In terms of tourism, Asia is a forerunner, with proposals such as the Seoul Metaverse project, which aims to become the first large city in the world to enter the metaverse, with a tourist route that reproduces the main places in the city. In Tokyo there are also similar initiatives.
Tourism doctor Naima Aidi recently reflected on this in an article in The Conversation:
There are two main trends that define the tourism experience: the first is related to the process, with a transformation of the world into knowledge, the second is to do with the moment, with a focus on hedonism and feelings of success. While by definition tourism requires physical travel, there is a contradiction in the tourism experiences the metaverse offers. The metaverse cannot replace physical travel, but it can create the desire to travel.
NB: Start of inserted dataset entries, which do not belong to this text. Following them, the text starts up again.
//! The per-invocation orchestrator: resolve, fetch, annotate, persist, report.

use std::sync::Arc;

use async_trait::async_trait;
use chrono::{DateTime, Utc};
use serde::Deserialize;
use serde_json::{json, Value as JsonValue};
use tracing::{error, info, info_span, Instrument};
use uuid::Uuid;
use wxraw_core::{
    default_date, parse_date, FetchRequest, IngestError, IngestOutcome, Provenance, WeatherPayload,
};
use wxraw_sink::IngestWriter;
use wxraw_source::{now_timestamp, WeatherSource};

use crate::config::IngestDefaults;

/// Caller-supplied parameters; blank values count as absent.
#[derive(Debug, Clone, Default, PartialEq, Eq, Deserialize)]
pub struct RunParams {
    pub location: Option<String>,
    pub date: Option<String>,
}

impl RunParams {
    pub fn new(location: Option<String>, date: Option<String>) -> Self {
        Self { location, date }
    }
}

fn non_blank(value: Option<&str>) -> Option<&str> {
    value.map(str::trim).filter(|v| !v.is_empty())
}

/// Explicit parameter, then configured default, then yesterday relative to `now`.
pub fn resolve_request(
    params: &RunParams,
    defaults: &IngestDefaults,
    now: DateTime<Utc>,
) -> Result<FetchRequest, IngestError> {
    let location = non_blank(params.location.as_deref())
        .map(str::to_string)
        .unwrap_or_else(|| defaults.location.clone());
    let date = match non_blank(params.date.as_deref()) {
        Some(date) => parse_date(date)?,
        None => defaults.date.unwrap_or_else(|| default_date(now)),
    };
    FetchRequest::new(location, date)
}

#[derive(Debug, Clone, PartialEq, Eq)]
pub enum Delivery {
    Stored(IngestOutcome),
    Forwarded { writer_status: u16 },
}

/// Final step of a run: persist locally or hand off downstream.
#[async_trait]
pub trait PayloadSink: Send + Sync {
    async fn deliver(
        &self,
        payload: &WeatherPayload,
        provenance: Provenance,
        fetched_at: DateTime<Utc>,
    ) -> Result<Delivery, IngestError>;
}

#[async_trait]
impl PayloadSink for IngestWriter {
    async fn deliver(
        &self,
        payload: &WeatherPayload,
        provenance: Provenance,
        fetched_at: DateTime<Utc>,
    ) -> Result<Delivery, IngestError> {
        self.write_raw(payload, provenance, fetched_at)
            .await
            .map(Delivery::Stored)
    }
}

#[derive(Debug, Clone)]
pub struct RunReport {
    pub invocation_id: Uuid,
    pub location: String,
    pub date: String,
    pub delivery: Delivery,
}

impl RunReport {
    /// Success body for the deployment shapes; `status` is the shape's own label.
    pub fn to_json(&self, status: &str) -> JsonValue {
        match &self.delivery {
            Delivery::Stored(outcome) => json!({
                "status": status,
                "location": self.location,
                "date": self.date,
                "table": outcome.table,
                "inserted": outcome.inserted,
            }),
            Delivery::Forwarded { writer_status } => json!({
                "status": status,
                "writer_status": writer_status,
                "location": self.location,
                "date": self.date,
            }),
        }
    }
}

pub struct IngestPipeline {
    source: Arc<dyn WeatherSource>,
    sink: Arc<dyn PayloadSink>,
    defaults: IngestDefaults,
}

impl IngestPipeline {
    pub fn new(
        source: Arc<dyn WeatherSource>,
        sink: Arc<dyn PayloadSink>,
        defaults: IngestDefaults,
    ) -> Self {
        Self {
            source,
            sink,
            defaults,
        }
    }

    pub fn resolve(&self, params: &RunParams) -> Result<FetchRequest, IngestError> {
        resolve_request(params, &self.defaults, Utc::now())
    }

    /// Read-through fetch; nothing is persisted.
    pub async fn fetch_only(
        &self,
        params: &RunParams,
    ) -> Result<(FetchRequest, WeatherPayload), IngestError> {
        let request = self.resolve(params)?;
        let payload = self.source.fetch(&request).await?;
        Ok((request, payload))
    }

    pub async fn run(&self, params: &RunParams) -> Result<RunReport, IngestError> {
        let invocation_id = Uuid::new_v4();
        let request = self.resolve(params)?;
        let span = info_span!(
            "ingest_run",
            %invocation_id,
            location = %request.location,
            date = %request.date_string()
        );

        async {
            info!("fetching weather history");
            let payload = match self.source.fetch(&request).await {
                Ok(payload) => payload,
                Err(err) => {
                    error!(error = %err, kind = err.kind(), "fetch failed; nothing written");
                    return Err(err);
                }
            };

            let provenance = Provenance::Url(self.source.source_url(&request));
            let fetched_at = now_timestamp();
            info!(source_url = %provenance, "persisting raw payload");

            let delivery = match self.sink.deliver(&payload, provenance, fetched_at).await {
                Ok(delivery) => delivery,
                Err(err) => {
                    error!(error = %err, kind = err.kind(), "persist failed");
                    return Err(err);
                }
            };
            info!(?delivery, "ingest run complete");

            Ok(RunReport {
                invocation_id,
                location: request.location.clone(),
                date: request.date_string(),
                delivery,
            })
        }
        .instrument(span)
        .await
    }
}

#[cfg(test)]
mod tests {
    use super::*;
    use chrono::TimeZone;
    use std::sync::atomic::{AtomicUsize, Ordering};
    use std::sync::Mutex;
    use wxraw_core::TableId;
    use wxraw_sink::{MemoryStore, TableTarget};
    use wxraw_source::build_source_url;

    const BASE: &str = "https://api.weatherapi.com/v1";

    struct FakeSource {
        calls: AtomicUsize,
        result: Mutex<Option<IngestError>>,
    }

    impl FakeSource {
        fn ok() -> Self {
            Self {
                calls: AtomicUsize::new(0),
                result: Mutex::new(None),
            }
        }

        fn failing(err: IngestError) -> Self {
            Self {
                calls: AtomicUsize::new(0),
                result: Mutex::new(Some(err)),
            }
        }
    }

    #[async_trait]
    impl WeatherSource for FakeSource {
        async fn fetch(&self, request: &FetchRequest) -> Result<WeatherPayload, IngestError> {
            self.calls.fetch_add(1, Ordering::SeqCst);
            if let Some(err) = self.result.lock().unwrap().take() {
                return Err(err);
            }
            Ok(json!({
                "location": {"name": "Stockholm", "q": request.location},
                "forecast": {"forecastday": [{"date": request.date_string()}]}
            }))
        }

        fn source_url(&self, request: &FetchRequest) -> String {
            build_source_url(BASE, &request.location, request.date)
        }

        fn has_credential(&self) -> bool {
            true
        }
    }

    #[derive(Default)]
    struct CountingSink {
        calls: AtomicUsize,
        seen: Mutex<Vec<(String, String)>>,
    }

    #[async_trait]
    impl PayloadSink for CountingSink {
        async fn deliver(
            &self,
            _payload: &WeatherPayload,
            provenance: Provenance,
            fetched_at: DateTime<Utc>,
        ) -> Result<Delivery, IngestError> {
            self.calls.fetch_add(1, Ordering::SeqCst);
            self.seen
                .lock()
                .unwrap()
                .push((provenance.to_string(), wxraw_core::format_timestamp(&fetched_at)));
            Ok(Delivery::Stored(IngestOutcome {
                table: TableId::new("proj", "raw_data", "weather_raw"),
                inserted: 1,
                deduplicated: false,
            }))
        }
    }

    fn explicit(location: &str, date: &str) -> RunParams {
        RunParams::new(Some(location.into()), Some(date.into()))
    }

    #[test]
    fn omitted_date_resolves_to_yesterday() {
        let now = Utc.with_ymd_and_hms(2024, 3, 10, 8, 0, 0).single().unwrap();
        let request = resolve_request(&RunParams::default(), &IngestDefaults::default(), now).unwrap();
        assert_eq!(request.date_string(), "2024-03-09");
        assert_eq!(request.location, "59.3293,18.0686");
    }

    #[test]
    fn explicit_beats_configured_default() {
        let now = Utc.with_ymd_and_hms(2024, 3, 10, 8, 0, 0).single().unwrap();
        let defaults = IngestDefaults {
            location: "London".into(),
            date: Some(parse_date("2024-02-01").unwrap()),
        };

        let from_defaults = resolve_request(&RunParams::default(), &defaults, now).unwrap();
        assert_eq!(from_defaults.location, "London");
        assert_eq!(from_defaults.date_string(), "2024-02-01");

        let from_explicit = resolve_request(&explicit("Paris", "2024-01-15"), &defaults, now).unwrap();
        assert_eq!(from_explicit.location, "Paris");
        assert_eq!(from_explicit.date_string(), "2024-01-15");

        let blank = resolve_request(&explicit(" ", ""), &defaults, now).unwrap();
        assert_eq!(blank.location, "London");
    }

    #[test]
    fn empty_location_everywhere_is_configuration_missing() {
        let defaults = IngestDefaults {
            location: String::new(),
            date: None,
        };
        let err = resolve_request(&RunParams::default(), &defaults, Utc::now()).unwrap_err();
        assert!(matches!(err, IngestError::ConfigurationMissing(_)));
    }

    #[tokio::test]
    async fn successful_run_passes_provenance_to_sink() {
        let source = Arc::new(FakeSource::ok());
        let sink = Arc::new(CountingSink::default());
        let pipeline = IngestPipeline::new(source.clone(), sink.clone(), IngestDefaults::default());

        let report = pipeline
            .run(&explicit("59.3293,18.0686", "2024-01-15"))
            .await
            .unwrap();

        assert_eq!(source.calls.load(Ordering::SeqCst), 1);
        assert_eq!(sink.calls.load(Ordering::SeqCst), 1);
        let seen = sink.seen.lock().unwrap();
        assert_eq!(
            seen[0].0,
            "https://api.weatherapi.com/v1/history.json?q=59.3293,18.0686&dt=2024-01-15"
        );
        assert!(seen[0].1.ends_with("+00:00"));

        assert_eq!(
            report.to_json("success"),
            json!({
                "status": "success",
                "location": "59.3293,18.0686",
                "date": "2024-01-15",
                "table": "proj.raw_data.weather_raw",
                "inserted": 1
            })
        );
    }

    #[tokio::test]
    async fn upstream_failure_never_reaches_sink() {
        let source = Arc::new(FakeSource::failing(IngestError::UpstreamUnavailable(
            "http status 503: maintenance".into(),
        )));
        let sink = Arc::new(CountingSink::default());
        let pipeline = IngestPipeline::new(source.clone(), sink.clone(), IngestDefaults::default());

        let err = pipeline.run(&RunParams::default()).await.unwrap_err();
        assert_eq!(err.kind(), "upstream_unavailable");
        assert_eq!(sink.calls.load(Ordering::SeqCst), 0);
    }

    #[tokio::test]
    async fn invalid_date_fails_before_fetch() {
        let source = Arc::new(FakeSource::ok());
        let sink = Arc::new(CountingSink::default());
        let pipeline = IngestPipeline::new(source.clone(), sink.clone(), IngestDefaults::default());

        let err = pipeline.run(&explicit("x", "2024/01/15")).await.unwrap_err();
        assert!(matches!(err, IngestError::InvalidRequest(_)));
        assert_eq!(source.calls.load(Ordering::SeqCst), 0);
    }

    #[tokio::test]
    async fn writer_backed_pipeline_stores_one_row() {
        let store = Arc::new(MemoryStore::new("proj"));
        let writer = Arc::new(IngestWriter::new(store.clone(), TableTarget::default()));
        let pipeline = IngestPipeline::new(Arc::new(FakeSource::ok()), writer, IngestDefaults::default());

        let report = pipeline
            .run(&explicit("59.3293,18.0686", "2024-01-15"))
            .await
            .unwrap();
        let Delivery::Stored(outcome) = &report.delivery else {
            panic!("expected a stored delivery");
        };
        let rows = store.rows(&outcome.table).await;
        assert_eq!(rows.len(), 1);
        assert_eq!(
            rows[0].source_url.as_deref(),
            Some("https://api.weatherapi.com/v1/history.json?q=59.3293,18.0686&dt=2024-01-15")
        );
        assert_eq!(rows[0].row_key, format!("{}:{}", rows[0].source_url.as_deref().unwrap(), rows[0].fetched_at));
    }

    #[test]
    fn forwarded_report_shape() {
        let report = RunReport {
            invocation_id: Uuid::new_v4(),
            location: "London".into(),
            date: "2024-01-15".into(),
            delivery: Delivery::Forwarded { writer_status: 200 },
        };
        assert_eq!(
            report.to_json("sent"),
            json!({"status": "sent", "writer_status": 200, "location": "London", "date": "2024-01-15"})
        );
    }
}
Naima Aidi, doctor in tourism
The experience, it is expected that it can be much more real than those offered by current devices in the coming years. Through immersion, virtual reality headsets or haptic sensors allow you to experience things that were previously intangible. Through an avatar, the user of the metaverse can embody a tourist by creating a virtual tourist route, interacting with other avatars and exploring on their own.
And if Amazon is already selling much less elaborate tours for anywhere from $7 to $40, expect some of Meta’s business to come from people visiting the Taj Mahal from their couches.
But the other challenge is to introduce RV cases in our houses
The question, however, is whether these new devices that not only Meta is working on will become as ubiquitous as phones. There is a certain degree of comfort and invisibility in the use of devices.
If smartwatches have found a market, it is because it is very easy to wear it on the bracelet. The same goes for cell phones and pockets. Tablets have always been on a fine line between not being comfortable enough for many cases and not providing much. In laptops and PCs, what they provide us weighs more than their physical form.
But having glasses of more than 1,000 euros that makes us seem quite strange beings? That will be another one of Meta’s battlefields.
Do you want to take off your headphones and disconnect from your virtual friends every time your partner or child enters the room?
In either case, Meta is spending an enormous amount of money to lead a change that is still not entirely clear. If the future goes through people in their tourist houses with half-bulky helmets, maybe it’s the one we deserve.